TASK REQUIREMENTS: Looking through the listing that follows, count every line with the string "parent" and state the number alone.

GIVEN RECORDS:
┌──
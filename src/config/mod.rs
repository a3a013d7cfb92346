//! Configuration file support for usb-hid-client.
//!
//! This module handles loading and validating user settings from the configuration file
//! located at `~/.config/usb-hid-client/config.toml`. Settings cover the gadget device
//! path, the privileged shell, provisioning details, and how keystrokes are dispatched.
//!
//! If no config file exists, sensible defaults are used automatically.

pub mod enums;
pub mod types;

// Re-export commonly used types at module level
pub use enums::DispatchMode;
pub use types::{DeviceConfig, DispatchConfig, ProvisionConfig, ShellConfig};

use crate::provision::ProvisionOptions;
use crate::shell::SuExecutor;
use anyhow::{Context, Result};
use log::{debug, info};
use schemars::JsonSchema;
use serde::{Deserialize, Serialize};
use std::fs;
use std::path::{Path, PathBuf};
use std::time::Duration;

/// Main configuration structure containing all user settings.
///
/// All fields have sensible defaults and will use those if not specified in the config file.
///
/// # Example TOML
/// ```toml
/// [device]
/// keyboard_path = "/dev/hidg0"
///
/// [shell]
/// program = "su"
/// timeout_secs = 10
///
/// [provision]
/// work_dir = "/data/local/tmp/usb-hid-client"
/// policy_tool = "magiskpolicy --live"
///
/// [dispatch]
/// mode = "shell"
/// backend = "hid-gadget"
/// ```
#[derive(Debug, Clone, PartialEq, Serialize, Deserialize, Default, JsonSchema)]
pub struct Config {
    /// Gadget device paths
    #[serde(default)]
    pub device: DeviceConfig,

    /// Privileged shell used for provisioning and shell dispatch
    #[serde(default)]
    pub shell: ShellConfig,

    /// Device creation and permission fixing
    #[serde(default)]
    pub provision: ProvisionConfig,

    /// Keystroke delivery
    #[serde(default)]
    pub dispatch: DispatchConfig,
}

impl Config {
    /// Validates and clamps all configuration values to acceptable ranges.
    ///
    /// Invalid values are clamped to the nearest valid value and a warning is logged.
    ///
    /// Validated ranges:
    /// - `shell.timeout_secs`: 1 - 300
    /// - `provision.device_wait_ms`: 100 - 60000
    /// - `provision.device_poll_ms`: 10 - 5000
    fn validate_and_clamp(&mut self) {
        if !(1..=300).contains(&self.shell.timeout_secs) {
            log::warn!(
                "Invalid shell timeout_secs {}, clamping to 1-300 range",
                self.shell.timeout_secs
            );
            self.shell.timeout_secs = self.shell.timeout_secs.clamp(1, 300);
        }

        if !(100..=60_000).contains(&self.provision.device_wait_ms) {
            log::warn!(
                "Invalid device_wait_ms {}, clamping to 100-60000 range",
                self.provision.device_wait_ms
            );
            self.provision.device_wait_ms = self.provision.device_wait_ms.clamp(100, 60_000);
        }

        if !(10..=5000).contains(&self.provision.device_poll_ms) {
            log::warn!(
                "Invalid device_poll_ms {}, clamping to 10-5000 range",
                self.provision.device_poll_ms
            );
            self.provision.device_poll_ms = self.provision.device_poll_ms.clamp(10, 5000);
        }

        if self.shell.program.trim().is_empty() {
            log::warn!("Empty shell program, falling back to 'su'");
            self.shell.program = "su".to_string();
        }

        if self.dispatch.backend.trim().is_empty() {
            log::warn!("Empty dispatch backend, falling back to 'hid-gadget'");
            self.dispatch.backend = "hid-gadget".to_string();
        }
    }

    /// Returns the path to the configuration file.
    ///
    /// The config file is located at `~/.config/usb-hid-client/config.toml`.
    ///
    /// # Errors
    /// Returns an error if the config directory cannot be determined (e.g., HOME not set).
    pub fn get_config_path() -> Result<PathBuf> {
        let config_dir = dirs::config_dir()
            .context("Could not find config directory")?
            .join("usb-hid-client");

        Ok(config_dir.join("config.toml"))
    }

    /// Loads configuration from the default location, or returns defaults if not found.
    pub fn load() -> Result<Self> {
        Self::load_from(&Self::get_config_path()?)
    }

    /// Loads configuration from `config_path`, or returns defaults if it doesn't exist.
    ///
    /// All loaded values are validated and clamped to acceptable ranges.
    ///
    /// # Errors
    /// Returns an error if:
    /// - The file exists but cannot be read
    /// - The file exists but contains invalid TOML syntax
    pub fn load_from(config_path: &Path) -> Result<Self> {
        if !config_path.exists() {
            info!("Config file not found, using defaults");
            debug!("Expected config at: {}", config_path.display());
            return Ok(Self::default());
        }

        let config_str = fs::read_to_string(config_path)
            .with_context(|| format!("Failed to read config from {}", config_path.display()))?;

        let mut config: Config = toml::from_str(&config_str)
            .with_context(|| format!("Failed to parse config from {}", config_path.display()))?;

        config.validate_and_clamp();

        info!("Loaded config from {}", config_path.display());
        debug!("Config: {:?}", config);

        Ok(config)
    }

    /// Writes the configuration as TOML to `config_path`, creating parent directories.
    ///
    /// # Errors
    /// Returns an error if:
    /// - The config directory cannot be created
    /// - The config cannot be serialized to TOML
    /// - The file cannot be written
    pub fn save_to(&self, config_path: &Path) -> Result<()> {
        if let Some(parent) = config_path.parent() {
            fs::create_dir_all(parent).context("Failed to create config directory")?;
        }

        let config_str = toml::to_string_pretty(self).context("Failed to serialize config")?;

        fs::write(config_path, config_str)
            .with_context(|| format!("Failed to write config to {}", config_path.display()))?;

        info!("Saved config to {}", config_path.display());
        Ok(())
    }

    /// JSON schema describing the config file, for editors and tooling.
    pub fn json_schema() -> schemars::Schema {
        schemars::schema_for!(Config)
    }

    /// Privileged executor described by the `[shell]` section.
    pub fn executor(&self) -> SuExecutor {
        SuExecutor::new(
            self.shell.program.clone(),
            self.shell.args.clone(),
            Duration::from_secs(self.shell.timeout_secs),
        )
    }

    /// Provisioning options described by the `[provision]` section.
    pub fn provision_options(&self) -> ProvisionOptions {
        let provision = &self.provision;
        ProvisionOptions {
            work_dir: provision.work_dir.clone(),
            context_path: provision
                .context_path
                .clone()
                .unwrap_or_else(|| provision.work_dir.clone()),
            policy_tool: provision.policy_tool.clone(),
            policy_domain: provision.policy_domain.clone(),
            device_type: provision.device_type.clone(),
            device_wait_timeout: Duration::from_millis(provision.device_wait_ms),
            device_poll_interval: Duration::from_millis(provision.device_poll_ms),
        }
    }

    /// Lock file that keeps separate processes from provisioning at once.
    pub fn lock_path(&self) -> PathBuf {
        self.provision.work_dir.join("provision.lock")
    }
}

#[cfg(test)]
mod tests {
    use super::*;

    #[test]
    fn missing_file_yields_defaults() {
        let temp = tempfile::tempdir().unwrap();
        let config = Config::load_from(&temp.path().join("absent.toml")).unwrap();

        assert_eq!(config, Config::default());
        assert_eq!(config.device.keyboard_path, PathBuf::from("/dev/hidg0"));
        assert_eq!(config.shell.program, "su");
        assert_eq!(config.dispatch.mode, DispatchMode::Shell);
        assert_eq!(config.dispatch.backend, "hid-gadget");
    }

    #[test]
    fn partial_file_keeps_other_defaults() {
        let temp = tempfile::tempdir().unwrap();
        let path = temp.path().join("config.toml");
        fs::write(
            &path,
            "[dispatch]\nmode = \"device\"\n\n[provision]\nwork_dir = \"/data/local/tmp/hid\"\n",
        )
        .unwrap();

        let config = Config::load_from(&path).unwrap();
        assert_eq!(config.dispatch.mode, DispatchMode::Device);
        assert_eq!(config.dispatch.backend, "hid-gadget");

        let options = config.provision_options();
        assert_eq!(options.work_dir, PathBuf::from("/data/local/tmp/hid"));
        assert_eq!(options.context_path, PathBuf::from("/data/local/tmp/hid"));
        assert_eq!(options.policy_tool, "magiskpolicy --live");
        assert_eq!(options.device_wait_timeout, Duration::from_secs(5));
        assert_eq!(options.device_poll_interval, Duration::from_millis(200));
        assert_eq!(
            config.lock_path(),
            PathBuf::from("/data/local/tmp/hid/provision.lock")
        );
    }

    #[test]
    fn out_of_range_values_are_clamped() {
        let temp = tempfile::tempdir().unwrap();
        let path = temp.path().join("config.toml");
        fs::write(
            &path,
            "[shell]\nprogram = \"\"\ntimeout_secs = 0\n\n[provision]\ndevice_wait_ms = 999999\ndevice_poll_ms = 1\n",
        )
        .unwrap();

        let config = Config::load_from(&path).unwrap();
        assert_eq!(config.shell.timeout_secs, 1);
        assert_eq!(config.shell.program, "su");
        assert_eq!(config.provision.device_wait_ms, 60_000);
        assert_eq!(config.provision.device_poll_ms, 10);
    }

    #[test]
    fn invalid_toml_is_an_error() {
        let temp = tempfile::tempdir().unwrap();
        let path = temp.path().join("config.toml");
        fs::write(&path, "[dispatch\nmode = ").unwrap();

        let err = Config::load_from(&path).unwrap_err();
        assert!(err.to_string().contains("Failed to parse config"));
    }

    #[test]
    fn saved_config_loads_back() {
        let temp = tempfile::tempdir().unwrap();
        let path = temp.path().join("nested").join("config.toml");
        let mut config = Config::default();
        config.shell.args = vec!["-M".to_string()];
        config.provision.context_path = Some(PathBuf::from("/data/data/me.example"));

        config.save_to(&path).unwrap();
        assert_eq!(Config::load_from(&path).unwrap(), config);
    }

    #[test]
    fn executor_uses_shell_section() {
        let mut config = Config::default();
        config.shell.program = "/system/xbin/su".to_string();
        assert_eq!(config.executor().program(), "/system/xbin/su");
    }

    #[test]
    fn schema_names_every_section() {
        let schema = serde_json::to_value(Config::json_schema()).unwrap();
        let properties = schema["properties"].as_object().unwrap();
        for section in ["device", "shell", "provision", "dispatch"] {
            assert!(properties.contains_key(section), "{section}");
        }
    }
}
└──
ANSWER TO THE EXERCISE: 3